Return all lines in the data where the string "contents" can be found.

Recorded information Block Start

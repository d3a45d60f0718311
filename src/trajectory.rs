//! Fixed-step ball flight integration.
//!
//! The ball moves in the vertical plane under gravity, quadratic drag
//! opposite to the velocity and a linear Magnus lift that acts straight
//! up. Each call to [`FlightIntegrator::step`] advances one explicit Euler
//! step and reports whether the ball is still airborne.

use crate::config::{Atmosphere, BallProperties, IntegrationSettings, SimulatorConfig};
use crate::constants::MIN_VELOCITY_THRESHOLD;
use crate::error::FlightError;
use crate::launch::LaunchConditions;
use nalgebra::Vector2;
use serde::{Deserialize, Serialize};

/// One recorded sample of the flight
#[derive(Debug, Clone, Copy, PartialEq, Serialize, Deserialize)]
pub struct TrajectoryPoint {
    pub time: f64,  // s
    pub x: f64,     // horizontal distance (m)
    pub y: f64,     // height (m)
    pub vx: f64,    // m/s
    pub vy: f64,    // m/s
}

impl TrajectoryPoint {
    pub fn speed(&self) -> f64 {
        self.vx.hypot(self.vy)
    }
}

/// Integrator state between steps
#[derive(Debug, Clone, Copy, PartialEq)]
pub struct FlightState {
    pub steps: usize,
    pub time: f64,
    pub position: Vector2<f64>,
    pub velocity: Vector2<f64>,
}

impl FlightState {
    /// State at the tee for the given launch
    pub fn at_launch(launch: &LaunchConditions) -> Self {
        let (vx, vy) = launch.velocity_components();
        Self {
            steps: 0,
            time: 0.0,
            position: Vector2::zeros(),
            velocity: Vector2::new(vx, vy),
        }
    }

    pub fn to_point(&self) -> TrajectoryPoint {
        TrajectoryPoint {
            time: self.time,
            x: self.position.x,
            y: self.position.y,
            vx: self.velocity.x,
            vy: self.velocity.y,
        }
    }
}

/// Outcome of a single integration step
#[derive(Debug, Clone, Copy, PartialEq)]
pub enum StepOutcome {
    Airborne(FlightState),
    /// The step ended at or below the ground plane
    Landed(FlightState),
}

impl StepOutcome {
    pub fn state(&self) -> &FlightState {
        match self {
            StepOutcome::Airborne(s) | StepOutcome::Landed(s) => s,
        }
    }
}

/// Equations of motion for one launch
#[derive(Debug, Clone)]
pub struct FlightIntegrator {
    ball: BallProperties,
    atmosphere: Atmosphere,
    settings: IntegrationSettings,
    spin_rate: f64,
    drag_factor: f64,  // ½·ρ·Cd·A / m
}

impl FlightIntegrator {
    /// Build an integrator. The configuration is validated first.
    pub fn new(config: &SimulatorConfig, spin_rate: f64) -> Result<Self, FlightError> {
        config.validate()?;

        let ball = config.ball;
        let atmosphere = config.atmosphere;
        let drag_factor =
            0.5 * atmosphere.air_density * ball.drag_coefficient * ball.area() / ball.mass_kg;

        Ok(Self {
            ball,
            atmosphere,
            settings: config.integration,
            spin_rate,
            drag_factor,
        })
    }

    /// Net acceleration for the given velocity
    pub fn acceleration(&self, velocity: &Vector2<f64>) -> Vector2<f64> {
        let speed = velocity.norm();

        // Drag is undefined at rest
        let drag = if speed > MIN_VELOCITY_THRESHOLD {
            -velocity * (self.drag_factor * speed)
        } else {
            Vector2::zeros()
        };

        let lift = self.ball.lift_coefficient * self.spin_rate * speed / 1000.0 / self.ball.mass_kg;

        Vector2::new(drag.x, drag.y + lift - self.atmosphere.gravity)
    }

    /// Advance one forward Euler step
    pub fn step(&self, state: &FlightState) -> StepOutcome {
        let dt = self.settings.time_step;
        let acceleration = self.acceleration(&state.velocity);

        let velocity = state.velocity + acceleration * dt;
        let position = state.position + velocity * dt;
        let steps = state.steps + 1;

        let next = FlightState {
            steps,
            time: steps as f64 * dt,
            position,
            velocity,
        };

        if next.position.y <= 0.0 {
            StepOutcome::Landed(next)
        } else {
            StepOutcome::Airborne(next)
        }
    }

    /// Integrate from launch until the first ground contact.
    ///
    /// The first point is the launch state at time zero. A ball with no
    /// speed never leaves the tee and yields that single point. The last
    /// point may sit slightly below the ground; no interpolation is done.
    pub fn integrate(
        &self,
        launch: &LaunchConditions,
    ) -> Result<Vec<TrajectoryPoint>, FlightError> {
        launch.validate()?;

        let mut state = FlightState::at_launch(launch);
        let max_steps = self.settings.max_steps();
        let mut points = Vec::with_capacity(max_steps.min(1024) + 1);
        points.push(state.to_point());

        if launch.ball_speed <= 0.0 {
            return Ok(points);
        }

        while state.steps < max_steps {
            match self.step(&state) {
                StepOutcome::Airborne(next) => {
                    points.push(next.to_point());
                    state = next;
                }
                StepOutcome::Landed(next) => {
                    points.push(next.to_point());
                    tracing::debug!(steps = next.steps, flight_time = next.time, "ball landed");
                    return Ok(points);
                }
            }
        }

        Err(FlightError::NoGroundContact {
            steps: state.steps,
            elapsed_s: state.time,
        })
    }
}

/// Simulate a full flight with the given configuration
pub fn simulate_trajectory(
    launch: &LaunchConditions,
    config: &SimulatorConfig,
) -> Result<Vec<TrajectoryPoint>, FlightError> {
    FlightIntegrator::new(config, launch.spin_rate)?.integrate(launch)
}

Recorded information Block End
Recorded information Block Start

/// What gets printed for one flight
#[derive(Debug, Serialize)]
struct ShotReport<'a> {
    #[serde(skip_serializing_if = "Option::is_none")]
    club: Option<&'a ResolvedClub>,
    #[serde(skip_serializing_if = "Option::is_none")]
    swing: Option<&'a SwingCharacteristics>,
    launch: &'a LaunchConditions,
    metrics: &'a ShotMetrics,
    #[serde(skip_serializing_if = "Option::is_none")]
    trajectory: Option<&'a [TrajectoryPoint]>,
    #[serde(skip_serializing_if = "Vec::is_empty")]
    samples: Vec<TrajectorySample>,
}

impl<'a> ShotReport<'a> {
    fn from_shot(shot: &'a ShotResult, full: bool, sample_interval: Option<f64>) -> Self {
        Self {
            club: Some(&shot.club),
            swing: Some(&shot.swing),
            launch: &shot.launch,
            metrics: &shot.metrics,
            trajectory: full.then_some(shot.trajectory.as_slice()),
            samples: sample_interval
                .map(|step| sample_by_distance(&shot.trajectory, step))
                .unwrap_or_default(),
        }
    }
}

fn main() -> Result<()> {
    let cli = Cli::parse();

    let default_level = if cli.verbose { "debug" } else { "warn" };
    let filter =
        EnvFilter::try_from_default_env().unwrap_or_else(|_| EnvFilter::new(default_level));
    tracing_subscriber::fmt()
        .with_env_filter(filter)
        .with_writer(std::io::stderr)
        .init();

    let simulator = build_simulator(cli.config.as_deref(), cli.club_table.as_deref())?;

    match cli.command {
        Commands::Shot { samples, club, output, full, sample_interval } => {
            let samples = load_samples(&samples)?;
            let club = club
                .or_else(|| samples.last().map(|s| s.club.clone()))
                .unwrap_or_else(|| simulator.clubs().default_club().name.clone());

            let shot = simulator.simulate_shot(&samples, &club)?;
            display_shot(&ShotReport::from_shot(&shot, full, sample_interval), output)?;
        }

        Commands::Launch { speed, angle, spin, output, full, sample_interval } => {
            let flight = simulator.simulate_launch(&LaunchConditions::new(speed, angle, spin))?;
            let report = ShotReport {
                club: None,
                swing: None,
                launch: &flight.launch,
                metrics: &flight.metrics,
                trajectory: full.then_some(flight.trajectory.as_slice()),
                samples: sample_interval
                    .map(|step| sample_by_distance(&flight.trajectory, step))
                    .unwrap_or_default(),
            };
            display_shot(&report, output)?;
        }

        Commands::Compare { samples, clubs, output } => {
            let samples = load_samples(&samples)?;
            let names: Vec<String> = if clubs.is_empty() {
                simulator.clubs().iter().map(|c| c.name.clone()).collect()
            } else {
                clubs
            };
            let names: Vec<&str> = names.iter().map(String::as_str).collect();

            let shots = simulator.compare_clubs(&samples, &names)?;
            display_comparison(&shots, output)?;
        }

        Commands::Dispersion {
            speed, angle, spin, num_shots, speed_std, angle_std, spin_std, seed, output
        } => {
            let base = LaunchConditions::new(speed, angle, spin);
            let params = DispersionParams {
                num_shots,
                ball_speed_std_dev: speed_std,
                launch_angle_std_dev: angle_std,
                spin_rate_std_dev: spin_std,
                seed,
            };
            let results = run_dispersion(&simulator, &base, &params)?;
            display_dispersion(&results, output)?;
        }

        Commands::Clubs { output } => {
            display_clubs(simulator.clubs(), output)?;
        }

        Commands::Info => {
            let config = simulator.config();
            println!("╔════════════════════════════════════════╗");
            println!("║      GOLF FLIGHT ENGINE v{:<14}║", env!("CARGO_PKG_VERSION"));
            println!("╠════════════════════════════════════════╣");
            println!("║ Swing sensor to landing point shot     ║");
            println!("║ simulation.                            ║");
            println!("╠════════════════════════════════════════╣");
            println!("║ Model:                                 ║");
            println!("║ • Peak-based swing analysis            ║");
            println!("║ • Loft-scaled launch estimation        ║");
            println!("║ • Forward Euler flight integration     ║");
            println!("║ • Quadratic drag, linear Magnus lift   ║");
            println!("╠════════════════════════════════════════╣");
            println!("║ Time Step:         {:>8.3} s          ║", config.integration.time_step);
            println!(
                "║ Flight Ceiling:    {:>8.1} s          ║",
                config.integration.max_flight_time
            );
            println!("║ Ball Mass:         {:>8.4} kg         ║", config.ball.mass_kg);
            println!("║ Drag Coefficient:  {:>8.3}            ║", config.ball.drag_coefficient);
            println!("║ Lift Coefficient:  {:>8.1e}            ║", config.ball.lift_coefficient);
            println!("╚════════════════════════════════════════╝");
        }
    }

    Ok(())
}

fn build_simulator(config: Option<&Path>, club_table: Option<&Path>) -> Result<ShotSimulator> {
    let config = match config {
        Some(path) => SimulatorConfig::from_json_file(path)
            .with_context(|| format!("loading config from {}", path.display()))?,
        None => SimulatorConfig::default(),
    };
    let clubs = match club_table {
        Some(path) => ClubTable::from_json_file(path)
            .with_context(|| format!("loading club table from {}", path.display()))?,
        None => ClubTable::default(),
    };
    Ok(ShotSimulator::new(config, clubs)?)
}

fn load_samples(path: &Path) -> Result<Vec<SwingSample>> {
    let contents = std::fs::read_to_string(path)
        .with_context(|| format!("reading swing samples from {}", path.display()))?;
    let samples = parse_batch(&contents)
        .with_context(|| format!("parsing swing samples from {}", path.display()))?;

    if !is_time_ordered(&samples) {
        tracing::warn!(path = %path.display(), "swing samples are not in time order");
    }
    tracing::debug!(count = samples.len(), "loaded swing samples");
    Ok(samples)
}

Recorded information Block End
Recorded information Block Start

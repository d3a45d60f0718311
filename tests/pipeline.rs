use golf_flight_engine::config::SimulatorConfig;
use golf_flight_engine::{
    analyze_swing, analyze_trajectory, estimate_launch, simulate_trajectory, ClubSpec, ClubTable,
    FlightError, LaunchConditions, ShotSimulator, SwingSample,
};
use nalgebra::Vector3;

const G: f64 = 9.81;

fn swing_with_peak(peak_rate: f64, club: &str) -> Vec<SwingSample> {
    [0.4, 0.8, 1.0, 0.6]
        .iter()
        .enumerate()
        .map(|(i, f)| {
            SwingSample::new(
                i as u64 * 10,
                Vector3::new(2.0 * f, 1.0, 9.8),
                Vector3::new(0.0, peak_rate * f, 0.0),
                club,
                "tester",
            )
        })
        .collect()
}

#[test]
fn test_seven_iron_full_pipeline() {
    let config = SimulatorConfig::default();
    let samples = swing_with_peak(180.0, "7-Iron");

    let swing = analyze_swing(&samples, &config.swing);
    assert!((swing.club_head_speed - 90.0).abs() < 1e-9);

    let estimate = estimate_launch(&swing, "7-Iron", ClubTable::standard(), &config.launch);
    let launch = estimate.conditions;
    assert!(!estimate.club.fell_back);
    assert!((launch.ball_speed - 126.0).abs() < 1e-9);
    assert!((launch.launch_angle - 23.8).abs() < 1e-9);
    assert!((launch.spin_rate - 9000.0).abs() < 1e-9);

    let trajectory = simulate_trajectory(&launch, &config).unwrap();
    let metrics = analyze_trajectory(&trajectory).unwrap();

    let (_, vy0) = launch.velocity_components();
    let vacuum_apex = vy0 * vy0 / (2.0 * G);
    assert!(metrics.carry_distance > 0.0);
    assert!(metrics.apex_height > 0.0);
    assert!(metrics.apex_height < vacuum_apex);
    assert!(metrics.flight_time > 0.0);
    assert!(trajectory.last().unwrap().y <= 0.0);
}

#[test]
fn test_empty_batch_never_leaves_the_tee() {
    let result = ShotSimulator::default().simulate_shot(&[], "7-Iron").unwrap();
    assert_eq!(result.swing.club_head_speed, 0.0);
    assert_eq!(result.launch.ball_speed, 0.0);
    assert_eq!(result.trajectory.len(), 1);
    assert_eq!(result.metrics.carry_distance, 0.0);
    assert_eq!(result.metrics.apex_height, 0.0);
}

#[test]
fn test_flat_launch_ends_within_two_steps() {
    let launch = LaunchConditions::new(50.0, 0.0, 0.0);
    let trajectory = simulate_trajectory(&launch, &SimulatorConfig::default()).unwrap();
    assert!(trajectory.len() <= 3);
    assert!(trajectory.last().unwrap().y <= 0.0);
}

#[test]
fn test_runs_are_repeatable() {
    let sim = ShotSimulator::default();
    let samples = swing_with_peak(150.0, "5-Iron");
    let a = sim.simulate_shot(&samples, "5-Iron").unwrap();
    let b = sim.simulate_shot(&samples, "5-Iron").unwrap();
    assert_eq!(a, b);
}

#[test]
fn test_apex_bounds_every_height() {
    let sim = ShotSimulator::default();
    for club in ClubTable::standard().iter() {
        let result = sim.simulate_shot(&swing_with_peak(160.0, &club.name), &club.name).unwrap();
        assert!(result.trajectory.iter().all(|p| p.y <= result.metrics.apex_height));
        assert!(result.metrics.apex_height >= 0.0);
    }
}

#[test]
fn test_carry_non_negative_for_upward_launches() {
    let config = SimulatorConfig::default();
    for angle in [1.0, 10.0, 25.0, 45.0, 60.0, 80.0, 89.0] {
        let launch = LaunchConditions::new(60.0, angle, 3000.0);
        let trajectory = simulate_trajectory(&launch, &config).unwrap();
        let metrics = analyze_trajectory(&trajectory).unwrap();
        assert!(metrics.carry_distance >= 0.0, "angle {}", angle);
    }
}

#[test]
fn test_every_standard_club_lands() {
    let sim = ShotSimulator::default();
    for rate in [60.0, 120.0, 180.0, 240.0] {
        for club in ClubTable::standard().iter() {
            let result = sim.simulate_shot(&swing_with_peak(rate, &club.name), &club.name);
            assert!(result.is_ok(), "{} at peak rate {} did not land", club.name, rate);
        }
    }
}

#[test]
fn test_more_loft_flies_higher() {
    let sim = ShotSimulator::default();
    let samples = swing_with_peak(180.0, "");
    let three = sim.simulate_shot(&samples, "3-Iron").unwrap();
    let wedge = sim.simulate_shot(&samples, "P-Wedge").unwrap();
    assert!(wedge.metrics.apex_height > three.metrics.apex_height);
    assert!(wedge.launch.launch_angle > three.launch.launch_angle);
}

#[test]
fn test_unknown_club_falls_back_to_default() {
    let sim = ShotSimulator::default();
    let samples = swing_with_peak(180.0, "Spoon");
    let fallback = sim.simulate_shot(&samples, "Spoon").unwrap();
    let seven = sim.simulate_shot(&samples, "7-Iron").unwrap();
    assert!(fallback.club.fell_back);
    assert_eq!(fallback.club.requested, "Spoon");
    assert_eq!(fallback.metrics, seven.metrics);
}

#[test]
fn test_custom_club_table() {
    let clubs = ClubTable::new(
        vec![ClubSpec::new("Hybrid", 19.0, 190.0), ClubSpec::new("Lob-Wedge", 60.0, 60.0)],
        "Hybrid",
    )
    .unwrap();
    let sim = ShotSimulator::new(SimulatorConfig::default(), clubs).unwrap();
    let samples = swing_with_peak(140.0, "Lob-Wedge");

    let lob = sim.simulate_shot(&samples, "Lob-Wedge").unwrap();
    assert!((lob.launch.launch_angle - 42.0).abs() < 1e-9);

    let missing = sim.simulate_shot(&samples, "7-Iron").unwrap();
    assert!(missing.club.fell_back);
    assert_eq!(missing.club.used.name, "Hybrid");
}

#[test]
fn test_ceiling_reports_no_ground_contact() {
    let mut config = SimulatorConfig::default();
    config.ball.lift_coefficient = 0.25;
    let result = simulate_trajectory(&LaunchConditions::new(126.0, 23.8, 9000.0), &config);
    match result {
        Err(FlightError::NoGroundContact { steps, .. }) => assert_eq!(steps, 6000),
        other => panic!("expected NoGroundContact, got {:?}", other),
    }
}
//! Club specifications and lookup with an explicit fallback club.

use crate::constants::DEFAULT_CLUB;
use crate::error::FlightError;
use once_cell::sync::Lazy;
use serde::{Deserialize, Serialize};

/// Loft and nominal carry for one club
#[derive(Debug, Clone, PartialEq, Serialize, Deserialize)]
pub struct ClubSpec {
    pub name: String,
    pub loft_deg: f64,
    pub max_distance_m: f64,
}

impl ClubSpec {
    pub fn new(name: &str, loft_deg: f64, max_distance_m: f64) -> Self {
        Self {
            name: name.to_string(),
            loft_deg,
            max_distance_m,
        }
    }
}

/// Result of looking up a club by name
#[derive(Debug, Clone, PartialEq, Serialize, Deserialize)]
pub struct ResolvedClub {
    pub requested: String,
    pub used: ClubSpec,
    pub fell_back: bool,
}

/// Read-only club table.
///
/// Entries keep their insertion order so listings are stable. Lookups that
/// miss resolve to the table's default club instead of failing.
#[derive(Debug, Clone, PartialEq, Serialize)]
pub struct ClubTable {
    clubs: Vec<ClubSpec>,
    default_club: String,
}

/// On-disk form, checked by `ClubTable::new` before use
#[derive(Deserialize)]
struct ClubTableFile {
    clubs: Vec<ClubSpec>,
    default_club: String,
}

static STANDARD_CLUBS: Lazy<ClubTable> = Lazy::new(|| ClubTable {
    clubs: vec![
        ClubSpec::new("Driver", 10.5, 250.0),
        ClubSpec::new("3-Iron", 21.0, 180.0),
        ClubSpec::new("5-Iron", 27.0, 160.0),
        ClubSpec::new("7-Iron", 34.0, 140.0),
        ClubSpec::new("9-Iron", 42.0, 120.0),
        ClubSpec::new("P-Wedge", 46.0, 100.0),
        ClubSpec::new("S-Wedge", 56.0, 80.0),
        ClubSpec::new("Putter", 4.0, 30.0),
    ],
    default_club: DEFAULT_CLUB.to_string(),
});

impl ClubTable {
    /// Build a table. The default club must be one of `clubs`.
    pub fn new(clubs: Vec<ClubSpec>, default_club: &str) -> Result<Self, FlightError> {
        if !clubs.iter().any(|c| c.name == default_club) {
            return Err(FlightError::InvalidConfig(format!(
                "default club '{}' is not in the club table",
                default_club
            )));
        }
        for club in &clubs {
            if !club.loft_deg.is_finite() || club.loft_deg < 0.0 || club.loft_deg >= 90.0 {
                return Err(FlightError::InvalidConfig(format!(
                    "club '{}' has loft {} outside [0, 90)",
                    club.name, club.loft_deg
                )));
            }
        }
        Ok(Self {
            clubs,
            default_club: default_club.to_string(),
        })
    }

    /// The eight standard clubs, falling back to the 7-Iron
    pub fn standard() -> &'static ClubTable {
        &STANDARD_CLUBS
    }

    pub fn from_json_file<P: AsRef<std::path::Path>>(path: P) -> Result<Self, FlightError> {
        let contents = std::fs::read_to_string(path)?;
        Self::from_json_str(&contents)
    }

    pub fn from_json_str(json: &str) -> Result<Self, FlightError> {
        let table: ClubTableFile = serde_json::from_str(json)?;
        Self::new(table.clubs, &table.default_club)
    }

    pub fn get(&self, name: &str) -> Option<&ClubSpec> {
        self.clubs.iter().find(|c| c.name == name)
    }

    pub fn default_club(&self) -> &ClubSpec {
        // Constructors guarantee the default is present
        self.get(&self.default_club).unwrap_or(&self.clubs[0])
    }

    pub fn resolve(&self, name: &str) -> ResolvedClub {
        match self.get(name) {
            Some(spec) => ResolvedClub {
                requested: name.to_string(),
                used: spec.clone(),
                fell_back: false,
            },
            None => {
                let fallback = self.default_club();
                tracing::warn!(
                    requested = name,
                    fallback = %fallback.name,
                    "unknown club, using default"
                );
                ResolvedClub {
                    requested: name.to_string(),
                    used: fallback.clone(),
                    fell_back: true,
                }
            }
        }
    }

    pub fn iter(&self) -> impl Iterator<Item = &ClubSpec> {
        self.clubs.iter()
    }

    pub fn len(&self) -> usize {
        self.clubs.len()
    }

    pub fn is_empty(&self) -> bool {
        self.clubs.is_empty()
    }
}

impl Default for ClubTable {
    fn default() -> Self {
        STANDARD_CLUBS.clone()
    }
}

Recorded information Block End

> [Output of the task]:
    let contents = std::fs::read_to_string(path)
    let samples = parse_batch(&contents)
        let contents = std::fs::read_to_string(path)?;
        Self::from_json_str(&contents)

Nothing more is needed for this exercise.